====== Material shown

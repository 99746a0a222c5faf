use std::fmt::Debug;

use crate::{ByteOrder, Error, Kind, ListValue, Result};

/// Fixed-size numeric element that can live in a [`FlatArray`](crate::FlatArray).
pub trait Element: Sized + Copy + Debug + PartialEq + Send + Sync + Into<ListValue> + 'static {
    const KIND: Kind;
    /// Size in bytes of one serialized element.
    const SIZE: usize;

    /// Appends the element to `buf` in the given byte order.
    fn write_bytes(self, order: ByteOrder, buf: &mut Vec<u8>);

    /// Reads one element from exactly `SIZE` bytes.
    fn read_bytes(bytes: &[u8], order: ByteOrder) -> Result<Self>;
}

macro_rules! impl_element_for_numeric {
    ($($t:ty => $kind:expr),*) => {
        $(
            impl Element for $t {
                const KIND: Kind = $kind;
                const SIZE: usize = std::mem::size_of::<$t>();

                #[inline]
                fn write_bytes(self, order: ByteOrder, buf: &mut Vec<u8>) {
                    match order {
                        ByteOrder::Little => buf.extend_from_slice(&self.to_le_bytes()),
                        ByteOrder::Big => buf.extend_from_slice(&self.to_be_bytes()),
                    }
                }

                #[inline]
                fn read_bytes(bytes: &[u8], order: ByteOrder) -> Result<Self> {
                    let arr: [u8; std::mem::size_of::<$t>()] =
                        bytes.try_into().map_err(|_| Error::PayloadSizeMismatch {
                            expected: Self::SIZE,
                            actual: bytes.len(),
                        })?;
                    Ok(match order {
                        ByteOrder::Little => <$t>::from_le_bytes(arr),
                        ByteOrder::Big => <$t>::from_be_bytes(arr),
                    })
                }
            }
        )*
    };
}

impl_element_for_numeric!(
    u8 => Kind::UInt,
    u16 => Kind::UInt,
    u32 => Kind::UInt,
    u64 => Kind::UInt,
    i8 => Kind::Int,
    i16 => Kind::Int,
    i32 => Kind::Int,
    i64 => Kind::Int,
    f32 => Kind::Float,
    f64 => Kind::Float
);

============
====== Material shown

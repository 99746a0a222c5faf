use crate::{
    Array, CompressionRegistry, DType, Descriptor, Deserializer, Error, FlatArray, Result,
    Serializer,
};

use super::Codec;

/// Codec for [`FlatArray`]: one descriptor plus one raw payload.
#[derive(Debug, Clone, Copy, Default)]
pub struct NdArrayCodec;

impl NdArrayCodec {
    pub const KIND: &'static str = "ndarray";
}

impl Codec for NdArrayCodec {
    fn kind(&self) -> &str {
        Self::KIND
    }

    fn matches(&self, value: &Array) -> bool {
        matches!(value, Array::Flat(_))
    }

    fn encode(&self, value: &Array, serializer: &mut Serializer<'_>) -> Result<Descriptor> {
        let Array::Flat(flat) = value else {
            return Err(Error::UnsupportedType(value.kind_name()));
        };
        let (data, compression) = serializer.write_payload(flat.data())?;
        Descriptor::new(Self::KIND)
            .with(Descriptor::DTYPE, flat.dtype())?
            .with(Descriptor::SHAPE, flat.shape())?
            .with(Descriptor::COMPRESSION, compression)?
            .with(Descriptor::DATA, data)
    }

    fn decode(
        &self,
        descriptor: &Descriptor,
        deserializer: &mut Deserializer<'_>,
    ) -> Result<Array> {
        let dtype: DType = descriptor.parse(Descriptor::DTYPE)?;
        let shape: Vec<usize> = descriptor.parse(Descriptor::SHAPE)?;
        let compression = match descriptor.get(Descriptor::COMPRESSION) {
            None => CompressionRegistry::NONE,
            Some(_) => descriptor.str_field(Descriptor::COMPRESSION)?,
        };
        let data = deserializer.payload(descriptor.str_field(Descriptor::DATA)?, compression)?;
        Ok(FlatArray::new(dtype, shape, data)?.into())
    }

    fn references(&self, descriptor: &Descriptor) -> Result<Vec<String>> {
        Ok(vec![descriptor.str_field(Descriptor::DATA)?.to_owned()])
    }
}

============

» Work instructions: All that is wanted is an exact copy of the lines above from the one with "#[derive(Debug, Clone, Copy, Default)]" through the one with "let dtype: DType", with both ends included.

» Answer space:
#[derive(Debug, Clone, Copy, Default)]
pub struct NdArrayCodec;

impl NdArrayCodec {
    pub const KIND: &'static str = "ndarray";
}

impl Codec for NdArrayCodec {
    fn kind(&self) -> &str {
        Self::KIND
    }

    fn matches(&self, value: &Array) -> bool {
        matches!(value, Array::Flat(_))
    }

    fn encode(&self, value: &Array, serializer: &mut Serializer<'_>) -> Result<Descriptor> {
        let Array::Flat(flat) = value else {
            return Err(Error::UnsupportedType(value.kind_name()));
        };
        let (data, compression) = serializer.write_payload(flat.data())?;
        Descriptor::new(Self::KIND)
            .with(Descriptor::DTYPE, flat.dtype())?
            .with(Descriptor::SHAPE, flat.shape())?
            .with(Descriptor::COMPRESSION, compression)?
            .with(Descriptor::DATA, data)
    }

    fn decode(
        &self,
        descriptor: &Descriptor,
        deserializer: &mut Deserializer<'_>,
    ) -> Result<Array> {
        let dtype: DType = descriptor.parse(Descriptor::DTYPE)?;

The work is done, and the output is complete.